Qué y cómo lo hicimos:
Sin los límites de las cámaras Gesell, los nuevos espacios metamórficos son una invitación al terreno del juego, con suficiente amplitud para colocar distintas estaciones completas (de las que pudimos correr- ¡sí correr! – de una a la otra) no solo de cata, sino de estímulos sensoriales y lúdicos: juguetes, imágenes, fotografías, objetos de distintos tamaños, grosores, olores y texturas, pizarrones en toda la sala y música en todo momento. Este approach hace valer el uso de todo el cuerpo y todos los sentidos para la reinterpretación y traducción metafórica y analógica del sentido del gusto. Así pasamos de una simple prueba de producto, a una perfecta Tasting Arena.

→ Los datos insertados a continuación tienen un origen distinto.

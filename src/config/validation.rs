//! Configuration validation.
//!
//! Serde handles syntax; this module checks value ranges and cross-field
//! constraints. All errors are collected, not just the first.

use std::net::SocketAddr;

use reqwest::header::HeaderName;
use reqwest::Method;
use thiserror::Error;

use crate::config::schema::RelayConfig;

/// A single semantic problem in a configuration.
#[derive(Debug, Clone, PartialEq, Eq, Error)]
pub enum ValidationError {
    #[error("listener address `{0}` is not a valid socket address")]
    InvalidBindAddress(String),

    #[error("`{0}` must be greater than zero")]
    Zero(&'static str),

    #[error("timeouts.request_secs ({request}) must exceed upstream.timeout_secs ({upstream})")]
    RequestTimeoutTooShort { request: u64, upstream: u64 },

    #[error("`{field}` is not a valid header name: `{value}`")]
    InvalidHeaderName { field: &'static str, value: String },

    #[error("relay.default_method `{0}` is not a valid HTTP method")]
    InvalidMethod(String),

    #[error("observability.metrics_address `{0}` is not a valid socket address")]
    InvalidMetricsAddress(String),
}

/// Validate a configuration, returning every problem found.
pub fn validate_config(config: &RelayConfig) -> Result<(), Vec<ValidationError>> {
    let mut errors = Vec::new();

    let bind = config.listener.bind_address();
    if bind.parse::<SocketAddr>().is_err() {
        errors.push(ValidationError::InvalidBindAddress(bind));
    }

    if config.upstream.timeout_secs == 0 {
        errors.push(ValidationError::Zero("upstream.timeout_secs"));
    }
    if config.upstream.connect_timeout_secs == 0 {
        errors.push(ValidationError::Zero("upstream.connect_timeout_secs"));
    }
    if config.timeouts.request_secs == 0 {
        errors.push(ValidationError::Zero("timeouts.request_secs"));
    } else if config.timeouts.request_secs <= config.upstream.timeout_secs {
        errors.push(ValidationError::RequestTimeoutTooShort {
            request: config.timeouts.request_secs,
            upstream: config.upstream.timeout_secs,
        });
    }
    if config.limits.max_body_bytes == 0 {
        errors.push(ValidationError::Zero("limits.max_body_bytes"));
    }

    let headers = [
        ("relay.access_key_header", &config.relay.access_key_header),
        ("relay.credential_header", &config.relay.credential_header),
    ];
    for (field, value) in headers {
        if HeaderName::from_bytes(value.as_bytes()).is_err() {
            errors.push(ValidationError::InvalidHeaderName {
                field,
                value: value.clone(),
            });
        }
    }

    let method = config.relay.default_method.trim();
    if method.is_empty() || Method::from_bytes(method.to_ascii_uppercase().as_bytes()).is_err() {
        errors.push(ValidationError::InvalidMethod(config.relay.default_method.clone()));
    }

    if config.observability.metrics_enabled
        && config.observability.metrics_address.parse::<SocketAddr>().is_err()
    {
        errors.push(ValidationError::InvalidMetricsAddress(
            config.observability.metrics_address.clone(),
        ));
    }

    if errors.is_empty() {
        Ok(())
    } else {
        Err(errors)
    }
}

En cuanto a la moderación, el esfuerzo estuvo enfocado en adecuarme para potencializar la espontaneidad de los niños. En ese sentido, la clave está en tres puntos: rapport, rapport y más rapport. Especialmente en este tipo de grupos -aunque valdría la pena aclarar que en todos- parte del éxito viene en la medida en que conectemos con ellos y en eso no se debe escatimar ni tiempo, ni recursos. Dejé que ellos propusieran el tema: Fortnite, el shampoo de Yuya o la vida del supuestamente “guapítsimo” Juan de Dios Pantoja. Siempre y cuando estén presentes los objetivos, no hay porqué apresurar secciones, postergar el final, ni entrar en crisis si la plática nos desvía brevemente del tema. Tomar el debido tiempo para seguir el juego no solo no va en contra del plan, sino que es el habilitador de la afinidad y empatía necesarias para obtener participaciones voluntarias y francas que alimenten hallazgos auténticos.

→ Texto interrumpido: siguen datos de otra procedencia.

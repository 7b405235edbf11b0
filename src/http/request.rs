//! Request identification.
//!
//! # Responsibilities
//! - Generate a unique request ID (UUID v4) when the caller sent none
//! - Expose it to handlers and echo it on the response
//!
//! # Design Decisions
//! - Request ID added as early as possible for tracing
//! - A caller-supplied `x-request-id` is kept as-is

use axum::http::{HeaderMap, HeaderName, HeaderValue, Request};
use tower_http::request_id::{MakeRequestId, RequestId};
use uuid::Uuid;

pub const X_REQUEST_ID: HeaderName = HeaderName::from_static("x-request-id");

/// Generates UUID v4 request IDs.
#[derive(Debug, Clone, Copy, Default)]
pub struct UuidRequestId;

impl MakeRequestId for UuidRequestId {
    fn make_request_id<B>(&mut self, _request: &Request<B>) -> Option<RequestId> {
        HeaderValue::from_str(&Uuid::new_v4().to_string())
            .ok()
            .map(RequestId::new)
    }
}

/// Request ID of an inbound request, or `"unknown"`.
pub fn request_id(headers: &HeaderMap) -> &str {
    headers
        .get(X_REQUEST_ID)
        .and_then(|v| v.to_str().ok())
        .unwrap_or("unknown")
}
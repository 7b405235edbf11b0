//! Forwarding method resolution.

use reqwest::Method;

use crate::error::RelayError;

/// What to forward with when the caller gives no `method` field.
#[derive(Debug, Clone, PartialEq, Eq)]
pub enum MethodFallback {
    /// Mirror the inbound HTTP method.
    Inbound,
    /// Use a fixed method.
    Fixed(Method),
}

impl Default for MethodFallback {
    fn default() -> Self {
        MethodFallback::Inbound
    }
}

/// Parse a method name case-insensitively. Empty or whitespace-only is `None`.
pub fn parse_method(raw: &str) -> Result<Option<Method>, RelayError> {
    let raw = raw.trim();
    if raw.is_empty() {
        return Ok(None);
    }

    Method::from_bytes(raw.to_ascii_uppercase().as_bytes())
        .map(Some)
        .map_err(|_| RelayError::InvalidMethod(format!("`{raw}` is not a valid HTTP method")))
}

/// Override wins, then the fallback policy.
pub fn resolve_method(
    requested: Option<&str>,
    inbound: &Method,
    fallback: &MethodFallback,
) -> Result<Method, RelayError> {
    if let Some(method) = requested.map(parse_method).transpose()?.flatten() {
        return Ok(method);
    }

    Ok(match fallback {
        MethodFallback::Inbound => inbound.clone(),
        MethodFallback::Fixed(method) => method.clone(),
    })
}

#[cfg(test)]
mod tests {
    use super::*;

    #[test]
    fn override_is_uppercased_and_wins() {
        let method = resolve_method(Some(" patch "), &Method::POST, &MethodFallback::Inbound).unwrap();
        assert_eq!(method, Method::PATCH);
    }

    #[test]
    fn inbound_fallback_mirrors_method() {
        let method = resolve_method(None, &Method::PUT, &MethodFallback::Inbound).unwrap();
        assert_eq!(method, Method::PUT);

        let method = resolve_method(Some(""), &Method::GET, &MethodFallback::Inbound).unwrap();
        assert_eq!(method, Method::GET);
    }

    #[test]
    fn fixed_fallback_ignores_inbound() {
        let fallback = MethodFallback::Fixed(Method::POST);
        let method = resolve_method(None, &Method::GET, &fallback).unwrap();
        assert_eq!(method, Method::POST);
    }

    #[test]
    fn default_fallback_mirrors_inbound() {
        let method = resolve_method(None, &Method::DELETE, &MethodFallback::default()).unwrap();
        assert_eq!(method, Method::DELETE);
    }

    #[test]
    fn invalid_override_is_rejected() {
        let err = resolve_method(Some("GE T"), &Method::GET, &MethodFallback::Inbound).unwrap_err();
        assert!(matches!(err, RelayError::InvalidMethod(_)));
        assert_eq!(err.status_code(), axum::http::StatusCode::INTERNAL_SERVER_ERROR);
    }
}
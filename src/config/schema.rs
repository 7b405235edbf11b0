//! Configuration schema definitions.
//!
//! This module defines the complete configuration structure for the relay.
//! All types derive Serde traits for deserialization from config files.

use serde::{Deserialize, Serialize};

/// Root configuration for the relay.
#[derive(Debug, Clone, Deserialize, Serialize, Default)]
#[serde(default)]
pub struct RelayConfig {
    /// Listener configuration (host, port).
    pub listener: ListenerConfig,

    /// Relay policy (access key, credential scheme, method fallback).
    pub relay: RelayPolicyConfig,

    /// Outbound HTTP client settings.
    pub upstream: UpstreamConfig,

    /// Inbound timeout configuration.
    pub timeouts: TimeoutConfig,

    /// Inbound request limits.
    pub limits: LimitsConfig,

    /// Cross-origin settings.
    pub cors: CorsConfig,

    /// Observability settings.
    pub observability: ObservabilityConfig,
}

/// Listener configuration.
#[derive(Debug, Clone, Deserialize, Serialize)]
#[serde(default)]
pub struct ListenerConfig {
    /// Interface to bind (e.g., "0.0.0.0").
    pub host: String,

    /// TCP port. Overridden by `PORT`.
    pub port: u16,
}

impl ListenerConfig {
    /// `host:port` string suitable for `TcpListener::bind`.
    pub fn bind_address(&self) -> String {
        format!("{}:{}", self.host, self.port)
    }
}

impl Default for ListenerConfig {
    fn default() -> Self {
        Self {
            host: "0.0.0.0".to_string(),
            port: 8000,
        }
    }
}

/// How the outbound credential is attached.
#[derive(Debug, Clone, Copy, PartialEq, Eq, Deserialize, Serialize)]
#[serde(rename_all = "lowercase")]
pub enum CredentialSchemeKind {
    /// `<credential_header>: <token>`
    Header,
    /// `Authorization: Bearer <token>`
    Bearer,
}

/// Which method to forward with when the caller gives no override.
#[derive(Debug, Clone, Copy, PartialEq, Eq, Deserialize, Serialize)]
#[serde(rename_all = "lowercase")]
pub enum MethodFallbackKind {
    /// Mirror the inbound HTTP method.
    Inbound,
    /// Always use `default_method`.
    Default,
}

/// Relay policy configuration.
#[derive(Debug, Clone, Deserialize, Serialize)]
#[serde(default)]
pub struct RelayPolicyConfig {
    /// Require a matching access-key header on every relay call.
    pub enforce_access_key: bool,

    /// Expected access key. Overridden by `RELAY_KEY`.
    /// When unset and enforcement is on, every call is rejected.
    pub access_key: Option<String>,

    /// Inbound header carrying the access key.
    pub access_key_header: String,

    /// Outbound credential scheme.
    pub credential_scheme: CredentialSchemeKind,

    /// Outbound header name for the `header` scheme.
    pub credential_header: String,

    /// Method used when the request body has no `method` field.
    pub method_fallback: MethodFallbackKind,

    /// Method used by the `default` fallback.
    pub default_method: String,

    /// Mirror the upstream status code instead of always answering 200.
    pub passthrough_status: bool,

    /// Reject calls whose sanitized token is empty.
    pub require_token: bool,
}

impl Default for RelayPolicyConfig {
    fn default() -> Self {
        Self {
            enforce_access_key: true,
            access_key: None,
            access_key_header: "x-api-key".to_string(),
            credential_scheme: CredentialSchemeKind::Header,
            credential_header: "Access-Token".to_string(),
            method_fallback: MethodFallbackKind::Inbound,
            default_method: "POST".to_string(),
            passthrough_status: true,
            require_token: true,
        }
    }
}

/// Outbound HTTP client configuration.
#[derive(Debug, Clone, Deserialize, Serialize)]
#[serde(default)]
pub struct UpstreamConfig {
    /// Total deadline for one outbound call in seconds.
    pub timeout_secs: u64,

    /// Connection establishment timeout in seconds.
    pub connect_timeout_secs: u64,

    /// Honour `HTTP_PROXY`/`HTTPS_PROXY` for outbound calls.
    pub use_system_proxy: bool,
}

impl Default for UpstreamConfig {
    fn default() -> Self {
        Self {
            timeout_secs: 30,
            connect_timeout_secs: 5,
            use_system_proxy: true,
        }
    }
}

/// Inbound timeout configuration.
#[derive(Debug, Clone, Deserialize, Serialize)]
#[serde(default)]
pub struct TimeoutConfig {
    /// Total time allowed for one inbound request in seconds.
    /// Must exceed `upstream.timeout_secs`.
    pub request_secs: u64,
}

impl Default for TimeoutConfig {
    fn default() -> Self {
        Self { request_secs: 40 }
    }
}

/// Inbound request limits.
#[derive(Debug, Clone, Deserialize, Serialize)]
#[serde(default)]
pub struct LimitsConfig {
    /// Maximum inbound body size in bytes.
    pub max_body_bytes: usize,
}

impl Default for LimitsConfig {
    fn default() -> Self {
        Self {
            max_body_bytes: 2 * 1024 * 1024, // 2MB
        }
    }
}

#[derive(Debug, Clone, Deserialize, Serialize)]
#[serde(default)]
pub struct CorsConfig {
    pub enabled: bool,
}

impl Default for CorsConfig {
    fn default() -> Self {
        Self { enabled: true }
    }
}

/// Log output format.
#[derive(Debug, Clone, Copy, PartialEq, Eq, Deserialize, Serialize)]
#[serde(rename_all = "lowercase")]
pub enum LogFormat {
    Pretty,
    Json,
}

/// Observability configuration.
#[derive(Debug, Clone, Deserialize, Serialize)]
#[serde(default)]
pub struct ObservabilityConfig {
    /// Log level (trace, debug, info, warn, error). `RUST_LOG` takes precedence.
    pub log_level: String,

    /// Log output format.
    pub log_format: LogFormat,

    /// Enable the Prometheus metrics endpoint.
    pub metrics_enabled: bool,

    /// Metrics endpoint bind address.
    pub metrics_address: String,
}

impl Default for ObservabilityConfig {
    fn default() -> Self {
        Self {
            log_level: "info".to_string(),
            log_format: LogFormat::Pretty,
            metrics_enabled: false,
            metrics_address: "0.0.0.0:9090".to_string(),
        }
    }
}
//! Observability subsystem.
//!
//! # Data Flow
//! ```text
//! relay handler / tower-http TraceLayer
//!     → logging.rs (structured log events, pretty or JSON)
//!     → metrics.rs (counters, histograms)
//!
//! Consumers:
//!     → stdout
//!     → Prometheus scrape (optional)
//! ```
//!
//! # Design Decisions
//! - The request ID (x-request-id) is attached to every log line of a call
//! - Tokens and access keys are never logged

pub mod logging;
pub mod metrics;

Es en encuentros con niños donde me doy cuenta de las maravillas del juego. No solo es un remedio contra la aburrición, sino un método infalible para el aprendizaje, para interacciones genuinas y conexiones significativas y profundas con otros niños y con su entorno. Los niños aprenden jugando, se involucran y toman roles de manera natural y divertida. No hay por qué temerles a los grupos con niños, cuando con plena objetividad, el espíritu infantil es el verdadero aliado de la investigación. En niños tan pequeños hay una casi descarada propensión a la sinceridad que opera hasta en el más ‘educadito’ (que, con cuidado, pero sin pena te dirá cuando una opción sabe un “poquito menos peor que la que sí sabía mucho a guácala”); un espíritu de creatividad, curiosidad, espontaneidad y frescura que mucho bien nos hace inyectarle a la investigación cualitativa.

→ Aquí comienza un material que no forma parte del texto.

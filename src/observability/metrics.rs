//! Metrics collection and exposition.
//!
//! # Metrics
//! - `relay_requests_total` (counter): relay calls by method, status
//! - `relay_request_duration_seconds` (histogram): end-to-end latency
//! - `relay_upstream_errors_total` (counter): failed outbound calls by kind
//!
//! Recording is a no-op until [`init_metrics`] installs the Prometheus
//! recorder.

use std::net::SocketAddr;
use std::time::Instant;

use metrics::{counter, histogram};
use metrics_exporter_prometheus::PrometheusBuilder;

/// Start the Prometheus scrape endpoint on `addr`.
pub fn init_metrics(addr: SocketAddr) {
    match PrometheusBuilder::new().with_http_listener(addr).install() {
        Ok(()) => tracing::info!(address = %addr, "Metrics endpoint listening"),
        Err(e) => tracing::error!(address = %addr, error = %e, "Failed to install metrics exporter"),
    }
}

/// Record one completed relay call.
pub fn record_relay(method: &str, status: u16, start: Instant) {
    let labels = [
        ("method", method.to_string()),
        ("status", status.to_string()),
    ];

    counter!("relay_requests_total", &labels).increment(1);
    histogram!("relay_request_duration_seconds", &labels).record(start.elapsed().as_secs_f64());
}

/// Record a failed outbound call.
pub fn record_upstream_error(kind: &'static str) {
    counter!("relay_upstream_errors_total", "kind" => kind).increment(1);
}
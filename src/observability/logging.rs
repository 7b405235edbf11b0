//! Structured logging.
//!
//! `RUST_LOG` wins when set; otherwise `observability.log_level` applies to
//! this crate and to `tower_http` request spans.

use tracing_subscriber::{layer::SubscriberExt, util::SubscriberInitExt, EnvFilter};

use crate::config::{LogFormat, ObservabilityConfig};

/// Filter directive used when `RUST_LOG` is absent.
pub fn default_directive(level: &str) -> String {
    format!("api_relay={level},relay_cli={level},tower_http={level}")
}

/// Install the global subscriber. Call once, from `main`.
pub fn init(config: &ObservabilityConfig) {
    let filter = EnvFilter::try_from_default_env()
        .unwrap_or_else(|_| EnvFilter::new(default_directive(&config.log_level)));

    let registry = tracing_subscriber::registry().with(filter);

    match config.log_format {
        LogFormat::Json => registry
            .with(tracing_subscriber::fmt::layer().json().with_current_span(true))
            .init(),
        LogFormat::Pretty => registry.with(tracing_subscriber::fmt::layer()).init(),
    }
}
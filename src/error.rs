//! Relay error taxonomy and its JSON rendering.
//!
//! Every failure inside the relay pipeline is a [`RelayError`]. Nothing
//! escapes the handler: each variant maps to a status code and a JSON body
//! with at least an `error` field.

use axum::{
    http::StatusCode,
    response::{IntoResponse, Response},
    Json,
};
use serde::Serialize;
use thiserror::Error;

/// Broad class of a relay failure.
#[derive(Debug, Clone, Copy, PartialEq, Eq)]
pub enum ErrorCategory {
    Authorization,
    Validation,
    Upstream,
}

#[derive(Debug, Error)]
pub enum RelayError {
    #[error("Unauthorized: invalid API key")]
    Unauthorized,

    #[error("URL is required")]
    MissingUrl,

    #[error("Token is required")]
    MissingToken,

    #[error("Invalid token")]
    InvalidToken,

    #[error("Invalid request body")]
    InvalidBody(String),

    #[error("Request body too large")]
    PayloadTooLarge(String),

    #[error("Invalid method")]
    InvalidMethod(String),

    #[error("Request timed out")]
    RequestTimeout(String),

    #[error("Internal error")]
    Internal(String),

    #[error("Upstream request failed")]
    InvalidUrl(#[from] url::ParseError),

    #[error("Upstream request failed")]
    Transport(String),

    #[error("Upstream request timed out")]
    Timeout(String),

    #[error("Malformed upstream response")]
    MalformedResponse(String),
}

impl RelayError {
    pub fn category(&self) -> ErrorCategory {
        match self {
            RelayError::Unauthorized => ErrorCategory::Authorization,
            RelayError::MissingUrl
            | RelayError::MissingToken
            | RelayError::InvalidBody(_)
            | RelayError::PayloadTooLarge(_)
            | RelayError::RequestTimeout(_) => ErrorCategory::Validation,
            // The outbound call could not be built from what the caller sent.
            RelayError::InvalidMethod(_)
            | RelayError::InvalidToken
            | RelayError::InvalidUrl(_)
            | RelayError::Internal(_)
            | RelayError::Transport(_)
            | RelayError::Timeout(_)
            | RelayError::MalformedResponse(_) => ErrorCategory::Upstream,
        }
    }

    pub fn status_code(&self) -> StatusCode {
        match self {
            RelayError::PayloadTooLarge(_) => StatusCode::PAYLOAD_TOO_LARGE,
            RelayError::RequestTimeout(_) => StatusCode::REQUEST_TIMEOUT,
            _ => match self.category() {
                ErrorCategory::Authorization => StatusCode::UNAUTHORIZED,
                ErrorCategory::Validation => StatusCode::BAD_REQUEST,
                ErrorCategory::Upstream => StatusCode::INTERNAL_SERVER_ERROR,
            },
        }
    }

    /// Best-effort description of the underlying fault, if there is one.
    pub fn details(&self) -> Option<String> {
        match self {
            RelayError::InvalidBody(d)
            | RelayError::PayloadTooLarge(d)
            | RelayError::InvalidMethod(d)
            | RelayError::RequestTimeout(d)
            | RelayError::Internal(d)
            | RelayError::Transport(d)
            | RelayError::Timeout(d)
            | RelayError::MalformedResponse(d) => Some(d.clone()),
            RelayError::InvalidUrl(e) => Some(format!("invalid target URL: {e}")),
            _ => None,
        }
    }

    /// Classify a reqwest failure.
    pub fn from_reqwest(err: reqwest::Error) -> Self {
        // Display stops at "error sending request for url"; append the causes.
        let mut message = err.to_string();
        let mut source = std::error::Error::source(&err);
        while let Some(cause) = source {
            message.push_str(": ");
            message.push_str(&cause.to_string());
            source = cause.source();
        }

        if err.is_timeout() {
            RelayError::Timeout(message)
        } else {
            RelayError::Transport(message)
        }
    }
}

/// JSON body of every error response.
#[derive(Debug, Serialize)]
pub struct ErrorBody {
    pub error: String,
    #[serde(skip_serializing_if = "Option::is_none")]
    pub details: Option<String>,
}

impl From<&RelayError> for ErrorBody {
    fn from(err: &RelayError) -> Self {
        Self {
            error: err.to_string(),
            details: err.details(),
        }
    }
}

impl IntoResponse for RelayError {
    fn into_response(self) -> Response {
        (self.status_code(), Json(ErrorBody::from(&self))).into_response()
    }
}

No hay que temerles… a lo que sí le temo y le huyo es a las sesiones letárgicas, donde se exprime a los invitados hasta extirparles una opinión poco menos que genuina, producto del tedio y la interrogación. Le temo a las interacciones sin sustancia, ni espacio para el diálogo informal, la recreación, o la catarsis. Porque eso sí, pobres adultos – ¡realmente pobres adultos! – que pasamos horas sentados en el transporte, en la oficina, muchas veces cumpliendo tareas monótonas e incesantes, con un anhelo de esparcimiento y ocio.
¿Por qué solo jugar con niños? Si
tras cada experiencia de juego he notado que todos (participantes, clientes y moderadores), todos salimos contentos y energizados, con learnings frescos y auténticos, producto de una interacción
empática y no de acuerdos cándidos para apurar el término de la sesión. Así las
cosas: sin duda -y sin afán creepy- he
aprendido que en cada sesión y con todo público “I wanna play a game…”.
[1] La filosofía Rabbit Hole propone planear y ejecutar cada encuentro como si nuestros invitados fueran niños de ocho años: con la misma entrega a buscar sinceridad y proactividad a través de nuestro rechazo al tedio y la interrogación. Así, lograr que nuestro punto de contacto con la gente sea siempre ameno y genuino, con hallazgos profundamente insightfuls y auténticos.